If foreign fighters return home, they may find that they have incriminated themselves on social media. In most western countries, it is illegal to join a designated terrorist group such as Daesh, but in the past, it was often hard to prove that someone was a member of such a group. Tweets and Facebook pictures of fighters standing over dead bodies and declaring their allegiance to Daesh leader Abu Bakr Al Baghdadi do not look good in a court of law.

Because the volunteers think they are heroes joining an army, they are not operating in a clandestine way. Despite Edward Snowden’s leaks and other revelations about the power of the National Security Agency, terrorists seem to think that no one is listening — or that they do not care. As John Mueller, a senior fellow at the Cato Institute, told us: “We’ve had 13 years in which officials talk about how they listen to ‘chatter’ by jihadists, and yet the jihadists continue to chatter.” Beyond the debate about the wisdom of barring terrorists from social media, it may simply be impossible. Websites and Twitter accounts move and reappear as quickly as they can be taken down. Technological tools and methods quickly arise to circumvent controls — and those who most want to avoid scrutiny are the first to go underground. Even the Chinese government, with all of its vast apparatus and effort devoted to the Great Firewall of China, has not succeeded in completely cutting off protesters from using social media.
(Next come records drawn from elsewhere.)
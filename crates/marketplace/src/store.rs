//! The shared marketplace state behind explicit read/write operations.
//!
//! Replaces what the presentational layer would otherwise keep as loose
//! mutable arrays at the application root. Exactly one session runs at a time,
//! so the store is a plain owned struct; a multi-session deployment would need
//! per-user cart isolation and an atomic notification append before any of
//! this could be shared.

use lumina_core::{ProductId, UserId};

use crate::models::{Notification, Order, Product, User};

/// Users, catalog, notifications, and the historical order ledger.
#[derive(Debug, Default)]
pub struct MarketplaceStore {
    users: Vec<User>,
    products: Vec<Product>,
    notifications: Vec<Notification>,
    orders: Vec<Order>,
}

impl MarketplaceStore {
    /// An empty store. Seed data comes from [`crate::seed`].
    #[must_use]
    pub fn new() -> Self {
        Self::default()
    }

    /// Build a store from pre-assembled collections.
    #[must_use]
    pub const fn with_data(users: Vec<User>, products: Vec<Product>, orders: Vec<Order>) -> Self {
        Self {
            users,
            products,
            notifications: Vec::new(),
            orders,
        }
    }

    // =========================================================================
    // Users
    // =========================================================================

    /// All user records, registration order.
    #[must_use]
    pub fn users(&self) -> &[User] {
        &self.users
    }

    /// Look up a user by id.
    #[must_use]
    pub fn user(&self, id: &UserId) -> Option<&User> {
        self.users.iter().find(|u| &u.id == id)
    }

    /// Case-insensitive email lookup, used by login.
    #[must_use]
    pub fn find_user_by_email_ci(&self, email: &str) -> Option<&User> {
        self.users.iter().find(|u| u.email.eq_ignore_case(email))
    }

    /// Exact-match email check, used by signup duplicate detection.
    ///
    /// Deliberately case-sensitive where login is not; both behaviors are
    /// preserved as observed upstream.
    #[must_use]
    pub fn has_user_with_email(&self, email: &str) -> bool {
        self.users.iter().any(|u| u.email.as_str() == email)
    }

    /// The first user holding the admin role, if any.
    #[must_use]
    pub fn first_admin(&self) -> Option<&User> {
        self.users
            .iter()
            .find(|u| u.role == lumina_core::Role::Admin)
    }

    /// Append a new user record.
    pub fn add_user(&mut self, user: User) {
        tracing::debug!(user = %user.id, role = %user.role, "user record added");
        self.users.push(user);
    }

    // =========================================================================
    // Products
    // =========================================================================

    /// The catalog, newest listing first.
    #[must_use]
    pub fn products(&self) -> &[Product] {
        &self.products
    }

    /// Look up a product by id.
    #[must_use]
    pub fn product(&self, id: &ProductId) -> Option<&Product> {
        self.products.iter().find(|p| &p.id == id)
    }

    /// Prepend a new listing so it shows first in the catalog.
    pub fn add_product(&mut self, product: Product) {
        tracing::debug!(product = %product.id, seller = %product.seller_id, "product listed");
        self.products.insert(0, product);
    }

    /// A seller's own listings, catalog order.
    pub fn products_by_seller<'a>(
        &'a self,
        seller_id: &'a UserId,
    ) -> impl Iterator<Item = &'a Product> {
        self.products.iter().filter(move |p| &p.seller_id == seller_id)
    }

    // =========================================================================
    // Notifications
    // =========================================================================

    /// Every notification, newest first.
    #[must_use]
    pub fn notifications(&self) -> &[Notification] {
        &self.notifications
    }

    /// Prepend a notification so consumers see newest-first.
    pub fn push_notification(&mut self, notification: Notification) {
        tracing::debug!(
            user = %notification.user_id,
            kind = ?notification.kind,
            "notification delivered"
        );
        self.notifications.insert(0, notification);
    }

    /// Notifications addressed to one user, newest first.
    pub fn notifications_for<'a>(
        &'a self,
        user_id: &'a UserId,
    ) -> impl Iterator<Item = &'a Notification> {
        self.notifications
            .iter()
            .filter(move |n| &n.user_id == user_id)
    }

    /// Unread badge count for one user.
    #[must_use]
    pub fn unread_count(&self, user_id: &UserId) -> usize {
        self.notifications_for(user_id).filter(|n| !n.read).count()
    }

    // =========================================================================
    // Orders
    // =========================================================================

    /// The historical order ledger for the admin view.
    #[must_use]
    pub fn orders(&self) -> &[Order] {
        &self.orders
    }
}
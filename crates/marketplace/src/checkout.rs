//! Simulated checkout: phase machine and per-seller notification fan-out.
//!
//! Placing an order is an explicit asynchronous task. It moves through
//! `Processing` (a fixed simulated payment delay), emits notifications,
//! shows `Completed` for a second fixed delay, then resets to `Idle`. A
//! [`CancellationToken`] is honored while processing; once the fan-out has
//! run the order is committed and the task runs to completion. The current
//! flows never cancel - the token anticipates a real payment integration.

use std::sync::Arc;
use std::sync::atomic::{AtomicBool, Ordering};

use serde::Serialize;
use tokio::sync::watch;

use lumina_core::UserId;

use crate::cart::{CartItem, CartTotals};
use crate::models::{Notification, NotificationKind};

/// Where the checkout task currently is.
#[derive(Debug, Clone, Copy, PartialEq, Eq, Serialize, Default)]
#[serde(rename_all = "snake_case")]
pub enum CheckoutPhase {
    /// No order in flight.
    #[default]
    Idle,
    /// Simulated payment processing.
    Processing,
    /// Order placed; confirmation showing.
    Completed,
    /// Cancelled while processing. Nothing was mutated.
    Failed,
}

/// Cooperative cancellation flag, checked at the task's suspension points.
#[derive(Debug, Clone, Default)]
pub struct CancellationToken {
    cancelled: Arc<AtomicBool>,
}

impl CancellationToken {
    /// A token that has not been cancelled.
    #[must_use]
    pub fn new() -> Self {
        Self::default()
    }

    /// Request cancellation. Idempotent.
    pub fn cancel(&self) {
        self.cancelled.store(true, Ordering::Relaxed);
    }

    /// Whether cancellation has been requested.
    #[must_use]
    pub fn is_cancelled(&self) -> bool {
        self.cancelled.load(Ordering::Relaxed)
    }
}

/// What the buyer gets back from a completed checkout.
#[derive(Debug, Clone, Copy, PartialEq, Eq, Serialize)]
pub struct OrderReceipt {
    /// The figures the order was confirmed with.
    pub totals: CartTotals,
    /// How many distinct sellers were notified.
    pub sellers_notified: usize,
}

/// Publishes the checkout phase to any observing views.
#[derive(Debug)]
pub struct Checkout {
    phase: watch::Sender<CheckoutPhase>,
}

impl Default for Checkout {
    fn default() -> Self {
        Self::new()
    }
}

impl Checkout {
    /// A checkout in the idle phase.
    #[must_use]
    pub fn new() -> Self {
        Self {
            phase: watch::Sender::new(CheckoutPhase::Idle),
        }
    }

    /// The current phase.
    #[must_use]
    pub fn phase(&self) -> CheckoutPhase {
        *self.phase.borrow()
    }

    /// Subscribe to phase changes (e.g., to drive a progress view).
    #[must_use]
    pub fn subscribe(&self) -> watch::Receiver<CheckoutPhase> {
        self.phase.subscribe()
    }

    pub(crate) fn set_phase(&self, phase: CheckoutPhase) {
        tracing::info!(?phase, "checkout phase");
        self.phase.send_replace(phase);
    }
}

/// Build the notifications a placed order produces: one `Order` notification
/// per distinct seller in the cart (first-seen order preserved) listing that
/// seller's lines, plus one `System` confirmation to the buyer.
#[must_use]
pub fn fan_out(buyer_id: &UserId, items: &[CartItem], totals: &CartTotals) -> Vec<Notification> {
    // Association list keeps sellers in first-seen order.
    let mut sellers: Vec<(UserId, Vec<String>)> = Vec::new();
    for item in items {
        let line = format!("{}x {}", item.quantity, item.product.name);
        if let Some((_, lines)) = sellers
            .iter_mut()
            .find(|(id, _)| id == &item.product.seller_id)
        {
            lines.push(line);
            continue;
        }
        sellers.push((item.product.seller_id.clone(), vec![line]));
    }

    let mut notifications: Vec<Notification> = sellers
        .into_iter()
        .map(|(seller_id, lines)| {
            Notification::new(
                seller_id,
                format!("New Order Received: {}", lines.join(", ")),
                NotificationKind::Order,
            )
        })
        .collect();

    notifications.push(Notification::new(
        buyer_id.clone(),
        format!("Order successfully placed! Total: {}", totals.total),
        NotificationKind::System,
    ));

    notifications
}
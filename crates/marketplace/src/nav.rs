//! Role-driven navigation.
//!
//! Each session role maps to a fixed, ordered menu descriptor. The mapping is
//! selected once per state transition (login, signup, logout) instead of being
//! re-derived with ad-hoc branching at render time.

use serde::{Deserialize, Serialize};

use lumina_core::Role;

use crate::models::User;

/// Identifier for the screen currently rendered. Independent of any routing.
#[derive(Debug, Clone, Copy, PartialEq, Eq, Hash, Serialize, Deserialize, Default)]
#[serde(rename_all = "snake_case")]
pub enum View {
    #[default]
    Home,
    Lookbook,
    Profile,
    Dashboard,
    Products,
    Users,
    Orders,
    Finance,
    Disputes,
    Security,
}

impl View {
    /// Stable string id, matching the view keys the presentation layer uses.
    #[must_use]
    pub const fn as_str(self) -> &'static str {
        match self {
            Self::Home => "home",
            Self::Lookbook => "lookbook",
            Self::Profile => "profile",
            Self::Dashboard => "dashboard",
            Self::Products => "products",
            Self::Users => "users",
            Self::Orders => "orders",
            Self::Finance => "finance",
            Self::Disputes => "disputes",
            Self::Security => "security",
        }
    }
}

impl std::fmt::Display for View {
    fn fmt(&self, f: &mut std::fmt::Formatter<'_>) -> std::fmt::Result {
        f.write_str(self.as_str())
    }
}

/// Reference into the presentation layer's icon set.
#[derive(Debug, Clone, Copy, PartialEq, Eq, Hash, Serialize, Deserialize)]
#[serde(rename_all = "kebab-case")]
pub enum NavIcon {
    Home,
    Eye,
    User,
    LayoutDashboard,
    Package,
    Users,
    ShoppingCart,
    DollarSign,
    AlertTriangle,
    ShieldCheck,
}

/// One entry in the navigation menu. Derived, never stored.
#[derive(Debug, Clone, Copy, PartialEq, Eq, Serialize)]
pub struct NavItem {
    /// Menu label.
    pub label: &'static str,
    /// Icon reference.
    pub icon: NavIcon,
    /// View the entry navigates to.
    pub view: View,
}

const fn item(label: &'static str, icon: NavIcon, view: View) -> NavItem {
    NavItem { label, icon, view }
}

const GUEST_NAV: &[NavItem] = &[
    item("Shop", NavIcon::Home, View::Home),
    item("Lookbook", NavIcon::Eye, View::Lookbook),
];

const BUYER_NAV: &[NavItem] = &[
    item("Shop", NavIcon::Home, View::Home),
    item("Lookbook", NavIcon::Eye, View::Lookbook),
    item("Profile", NavIcon::User, View::Profile),
];

const SELLER_NAV: &[NavItem] = &[
    item("Dashboard", NavIcon::LayoutDashboard, View::Dashboard),
    item("Products", NavIcon::Package, View::Products),
];

const ADMIN_NAV: &[NavItem] = &[
    item("Overview", NavIcon::LayoutDashboard, View::Dashboard),
    item("Users", NavIcon::Users, View::Users),
    item("Products", NavIcon::Package, View::Products),
    item("Orders", NavIcon::ShoppingCart, View::Orders),
    item("Finance", NavIcon::DollarSign, View::Finance),
    item("Disputes", NavIcon::AlertTriangle, View::Disputes),
    item("Security", NavIcon::ShieldCheck, View::Security),
];

/// The closed set of roles a session can be in.
///
/// Distinct from [`Role`]: a session with no user at all is `Guest`, and a
/// signed-in user whose record carries the guest role behaves like a buyer.
#[derive(Debug, Clone, Copy, PartialEq, Eq, Hash, Serialize, Deserialize, Default)]
#[serde(rename_all = "snake_case")]
pub enum SessionRole {
    #[default]
    Guest,
    Buyer,
    Seller,
    Admin,
}

impl SessionRole {
    /// Derive the session role from the (possibly absent) signed-in user.
    #[must_use]
    pub fn of(user: Option<&User>) -> Self {
        user.map_or(Self::Guest, |u| match u.role {
            Role::Seller => Self::Seller,
            Role::Admin => Self::Admin,
            Role::Guest | Role::Buyer => Self::Buyer,
        })
    }

    /// The fixed, ordered menu for this role.
    #[must_use]
    pub const fn nav_items(self) -> &'static [NavItem] {
        match self {
            Self::Guest => GUEST_NAV,
            Self::Buyer => BUYER_NAV,
            Self::Seller => SELLER_NAV,
            Self::Admin => ADMIN_NAV,
        }
    }

    /// The landing view entered on every transition into this role.
    #[must_use]
    pub const fn default_view(self) -> View {
        match self {
            Self::Guest | Self::Buyer => View::Home,
            Self::Seller | Self::Admin => View::Dashboard,
        }
    }
}
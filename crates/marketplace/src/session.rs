//! Session and navigation state machine.
//!
//! States are Guest, Buyer, Seller, and Admin; the only transitions are
//! `login`, `signup`, and `logout`. Every successful transition
//! unconditionally resets the current view to the new role's landing view,
//! whatever was active before.

use lumina_core::{Email, Role, UserId};

use crate::config::MarketplaceConfig;
use crate::error::MarketplaceError;
use crate::models::User;
use crate::nav::{NavItem, SessionRole, View};
use crate::store::MarketplaceStore;

/// The authenticated user (if any) and the active view.
#[derive(Debug, Default)]
pub struct Session {
    current_user: Option<User>,
    current_view: View,
}

impl Session {
    /// A fresh anonymous session on the guest landing view.
    #[must_use]
    pub fn new() -> Self {
        Self::default()
    }

    /// The signed-in user, if any.
    #[must_use]
    pub const fn current_user(&self) -> Option<&User> {
        self.current_user.as_ref()
    }

    /// Id of the signed-in user, if any.
    #[must_use]
    pub fn current_user_id(&self) -> Option<&UserId> {
        self.current_user.as_ref().map(|u| &u.id)
    }

    /// The active view.
    #[must_use]
    pub const fn current_view(&self) -> View {
        self.current_view
    }

    /// The session role derived from the signed-in user.
    #[must_use]
    pub fn role(&self) -> SessionRole {
        SessionRole::of(self.current_user.as_ref())
    }

    /// The navigation menu for the current role.
    #[must_use]
    pub fn nav_items(&self) -> &'static [NavItem] {
        self.role().nav_items()
    }

    /// Navigate to a view. Not validated against the role's menu; the menu
    /// only controls what is offered, not what is reachable.
    pub fn change_view(&mut self, view: View) {
        self.current_view = view;
    }

    /// Sign in by email against the known user records.
    ///
    /// The reserved administrator address (compared case-insensitively)
    /// resolves straight to the first admin user when one exists, bypassing
    /// the normal lookup. Otherwise the lookup itself is case-insensitive.
    ///
    /// # Errors
    ///
    /// Returns [`MarketplaceError::InvalidEmail`] for an empty or malformed
    /// address and [`MarketplaceError::UserNotFound`] on a miss; state is
    /// unchanged in both cases.
    pub fn login(
        &mut self,
        store: &MarketplaceStore,
        config: &MarketplaceConfig,
        email: &str,
    ) -> Result<User, MarketplaceError> {
        let email = email.trim();
        Email::parse(email)?;

        // Admin back-door convenience path.
        if config.admin_email.eq_ignore_ascii_case(email) {
            if let Some(admin) = store.first_admin() {
                let admin = admin.clone();
                self.enter(admin.clone());
                return Ok(admin);
            }
            // No admin seeded: fall through to the normal lookup.
        }

        match store.find_user_by_email_ci(email) {
            Some(user) => {
                let user = user.clone();
                self.enter(user.clone());
                Ok(user)
            }
            None => Err(MarketplaceError::UserNotFound),
        }
    }

    /// Create a user record and sign it in immediately.
    ///
    /// The duplicate-email check is an exact, case-sensitive match - observed
    /// upstream behavior, preserved even though login matches loosely.
    ///
    /// # Errors
    ///
    /// Returns [`MarketplaceError::InvalidEmail`] for a malformed address and
    /// [`MarketplaceError::EmailInUse`] on a collision; the user set is
    /// unaltered on failure.
    pub fn signup(
        &mut self,
        store: &mut MarketplaceStore,
        name: &str,
        email: &str,
        role: Role,
    ) -> Result<User, MarketplaceError> {
        let email = Email::parse(email.trim())?;

        if store.has_user_with_email(email.as_str()) {
            return Err(MarketplaceError::EmailInUse);
        }

        let user = User::signed_up(name, email, role);
        store.add_user(user.clone());
        self.enter(user.clone());
        Ok(user)
    }

    /// Sign out, returning to the guest landing view.
    pub fn logout(&mut self) {
        if let Some(user) = self.current_user.take() {
            tracing::info!(user = %user.id, "session ended");
        }
        self.current_view = SessionRole::Guest.default_view();
    }

    /// Install a user and apply the role-based view reset.
    fn enter(&mut self, user: User) {
        let view = SessionRole::of(Some(&user)).default_view();
        tracing::info!(user = %user.id, role = %user.role, view = %view, "session started");
        self.current_user = Some(user);
        self.current_view = view;
    }
}
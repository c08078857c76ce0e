//! Per-user notification records.

use chrono::{DateTime, Utc};
use serde::{Deserialize, Serialize};

use lumina_core::{NotificationId, UserId};

/// What produced a notification.
#[derive(Debug, Clone, Copy, PartialEq, Eq, Hash, Serialize, Deserialize)]
#[serde(rename_all = "snake_case")]
pub enum NotificationKind {
    /// A new order landed for a seller.
    Order,
    /// System-generated confirmation (e.g., checkout receipt for the buyer).
    System,
    /// Operational alert.
    Alert,
}

/// A one-way message addressed to exactly one user.
///
/// Only checkout creates these. `read` starts `false` and no flow in scope
/// flips it; the "mark all as read" control upstream was never wired to state,
/// and that gap is preserved rather than guessed at.
#[derive(Debug, Clone, PartialEq, Serialize, Deserialize)]
pub struct Notification {
    /// Unique notification ID.
    pub id: NotificationId,
    /// Addressee.
    pub user_id: UserId,
    /// Human-readable message body.
    pub message: String,
    /// Creation time.
    pub timestamp: DateTime<Utc>,
    /// Whether the addressee has seen this. Never set `true` in scope.
    pub read: bool,
    /// What produced this notification.
    pub kind: NotificationKind,
}

impl Notification {
    /// Create an unread notification stamped now.
    #[must_use]
    pub fn new(user_id: UserId, message: impl Into<String>, kind: NotificationKind) -> Self {
        Self {
            id: NotificationId::generate(),
            user_id,
            message: message.into(),
            timestamp: Utc::now(),
            read: false,
            kind,
        }
    }
}

#[cfg(test)]
mod tests {
    use super::*;

    #[test]
    fn test_new_starts_unread() {
        let n = Notification::new(UserId::new("u1"), "hello", NotificationKind::System);
        assert!(!n.read);
        assert_eq!(n.kind, NotificationKind::System);
        assert_eq!(n.user_id, UserId::new("u1"));
    }
}
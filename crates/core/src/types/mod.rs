//! Core types for Lumina.
//!
//! This module provides type-safe wrappers for common domain concepts.

pub mod email;
pub mod id;
pub mod money;
pub mod role;

pub use email::{Email, EmailError};
pub use id::*;
pub use money::{Money, MoneyError};
pub use role::Role;
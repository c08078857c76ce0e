//! User roles.

use serde::{Deserialize, Serialize};

/// Marketplace role attached to a user record.
///
/// `Guest` exists as a record-level role for completeness, but in practice an
/// anonymous session (no user at all) is what drives guest behavior; a signed-in
/// user whose record says `Guest` is treated like a buyer.
#[derive(Debug, Clone, Copy, PartialEq, Eq, Hash, Serialize, Deserialize, Default)]
#[serde(rename_all = "SCREAMING_SNAKE_CASE")]
pub enum Role {
    Guest,
    #[default]
    Buyer,
    Seller,
    Admin,
}

impl std::fmt::Display for Role {
    fn fmt(&self, f: &mut std::fmt::Formatter<'_>) -> std::fmt::Result {
        match self {
            Self::Guest => write!(f, "guest"),
            Self::Buyer => write!(f, "buyer"),
            Self::Seller => write!(f, "seller"),
            Self::Admin => write!(f, "admin"),
        }
    }
}

impl std::str::FromStr for Role {
    type Err = String;

    fn from_str(s: &str) -> Result<Self, Self::Err> {
        match s {
            "guest" => Ok(Self::Guest),
            "buyer" => Ok(Self::Buyer),
            "seller" => Ok(Self::Seller),
            "admin" => Ok(Self::Admin),
            _ => Err(format!("invalid role: {s}")),
        }
    }
}
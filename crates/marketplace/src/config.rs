//! Marketplace configuration loaded from environment variables.
//!
//! # Environment Variables
//!
//! All optional:
//! - `LUMINA_TAX_RATE` - Fractional sales tax rate (default: 0.08)
//! - `LUMINA_ADMIN_EMAIL` - Reserved administrator login address
//!   (default: admin@lumina.com)
//! - `LUMINA_CHECKOUT_PROCESSING_MS` - Simulated payment processing delay
//!   (default: 2000)
//! - `LUMINA_CHECKOUT_COMPLETION_MS` - Delay before the completed order screen
//!   clears back home (default: 3000)

use std::time::Duration;

use rust_decimal::Decimal;
use thiserror::Error;

const DEFAULT_ADMIN_EMAIL: &str = "admin@lumina.com";
const DEFAULT_TAX_RATE: Decimal = Decimal::from_parts(8, 0, 0, false, 2);
const DEFAULT_PROCESSING_MS: u64 = 2_000;
const DEFAULT_COMPLETION_MS: u64 = 3_000;

/// Configuration errors that can occur during loading.
#[derive(Debug, Error)]
pub enum ConfigError {
    #[error("Invalid environment variable {0}: {1}")]
    InvalidEnvVar(String, String),
}

/// Marketplace engine configuration.
#[derive(Debug, Clone)]
pub struct MarketplaceConfig {
    /// Fractional sales tax rate applied to the cart subtotal.
    pub tax_rate: Decimal,
    /// Reserved administrator address; logging in with it (any casing)
    /// resolves straight to the first seeded admin.
    pub admin_email: String,
    /// How long checkout sits in the processing phase.
    pub processing_delay: Duration,
    /// How long the completed screen shows before the cart clears.
    pub completion_delay: Duration,
}

impl Default for MarketplaceConfig {
    fn default() -> Self {
        Self {
            tax_rate: DEFAULT_TAX_RATE,
            admin_email: DEFAULT_ADMIN_EMAIL.to_owned(),
            processing_delay: Duration::from_millis(DEFAULT_PROCESSING_MS),
            completion_delay: Duration::from_millis(DEFAULT_COMPLETION_MS),
        }
    }
}

impl MarketplaceConfig {
    /// Load configuration from environment variables.
    ///
    /// Calls `dotenvy::dotenv()` to load from `.env` file if present.
    ///
    /// # Errors
    ///
    /// Returns `ConfigError` if a set variable fails to parse.
    pub fn from_env() -> Result<Self, ConfigError> {
        // Load .env file if present (ignore errors if not found)
        let _ = dotenvy::dotenv();

        let tax_rate = parse_env_or("LUMINA_TAX_RATE", DEFAULT_TAX_RATE)?;
        let admin_email = get_env_or_default("LUMINA_ADMIN_EMAIL", DEFAULT_ADMIN_EMAIL);
        let processing_delay = Duration::from_millis(parse_env_or(
            "LUMINA_CHECKOUT_PROCESSING_MS",
            DEFAULT_PROCESSING_MS,
        )?);
        let completion_delay = Duration::from_millis(parse_env_or(
            "LUMINA_CHECKOUT_COMPLETION_MS",
            DEFAULT_COMPLETION_MS,
        )?);

        Ok(Self {
            tax_rate,
            admin_email,
            processing_delay,
            completion_delay,
        })
    }
}

/// Get an environment variable with a default value.
fn get_env_or_default(key: &str, default: &str) -> String {
    std::env::var(key).unwrap_or_else(|_| default.to_owned())
}

/// Parse an environment variable, falling back to a default when unset.
fn parse_env_or<T: std::str::FromStr>(key: &str, default: T) -> Result<T, ConfigError>
where
    T::Err: std::fmt::Display,
{
    match std::env::var(key) {
        Ok(raw) => raw
            .parse()
            .map_err(|e: T::Err| ConfigError::InvalidEnvVar(key.to_owned(), e.to_string())),
        Err(_) => Ok(default),
    }
}

#[cfg(test)]
#[allow(clippy::unwrap_used)]
mod tests {
    use super::*;

    #[test]
    fn test_defaults() {
        let config = MarketplaceConfig::default();
        assert_eq!(config.tax_rate, Decimal::new(8, 2));
        assert_eq!(config.admin_email, "admin@lumina.com");
        assert_eq!(config.processing_delay, Duration::from_millis(2_000));
        assert_eq!(config.completion_delay, Duration::from_millis(3_000));
    }

    #[test]
    fn test_from_env_falls_back_to_defaults() {
        // None of the LUMINA_* variables are set in the test environment.
        let config = MarketplaceConfig::from_env().unwrap();
        assert_eq!(config.tax_rate, MarketplaceConfig::default().tax_rate);
        assert_eq!(config.admin_email, MarketplaceConfig::default().admin_email);
    }
}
In most cases, social media promotes openness, collaboration, creativity and the spread of information. But when it comes to terrorism, social media is both disease and cure. It has helped Daesh recruit and grow, but it also strengthens the counterterrorism response and ultimately will weaken the group’s message. Even though terrorists can exploit social media, these networks are an important source of our strength and our advantage over repressive groups such as Daesh.

— Washington Post

Daniel Byman is a professor in Georgetown University’s School of Foreign Service and the research director of the Centre for Middle East Policy at the Brookings Institution. Jeremy Shapiro is a fellow in the Brookings foreign policy programme. This piece draws on their work on foreign fighters in Syria that will appear in an upcoming issue of Foreign Affairs.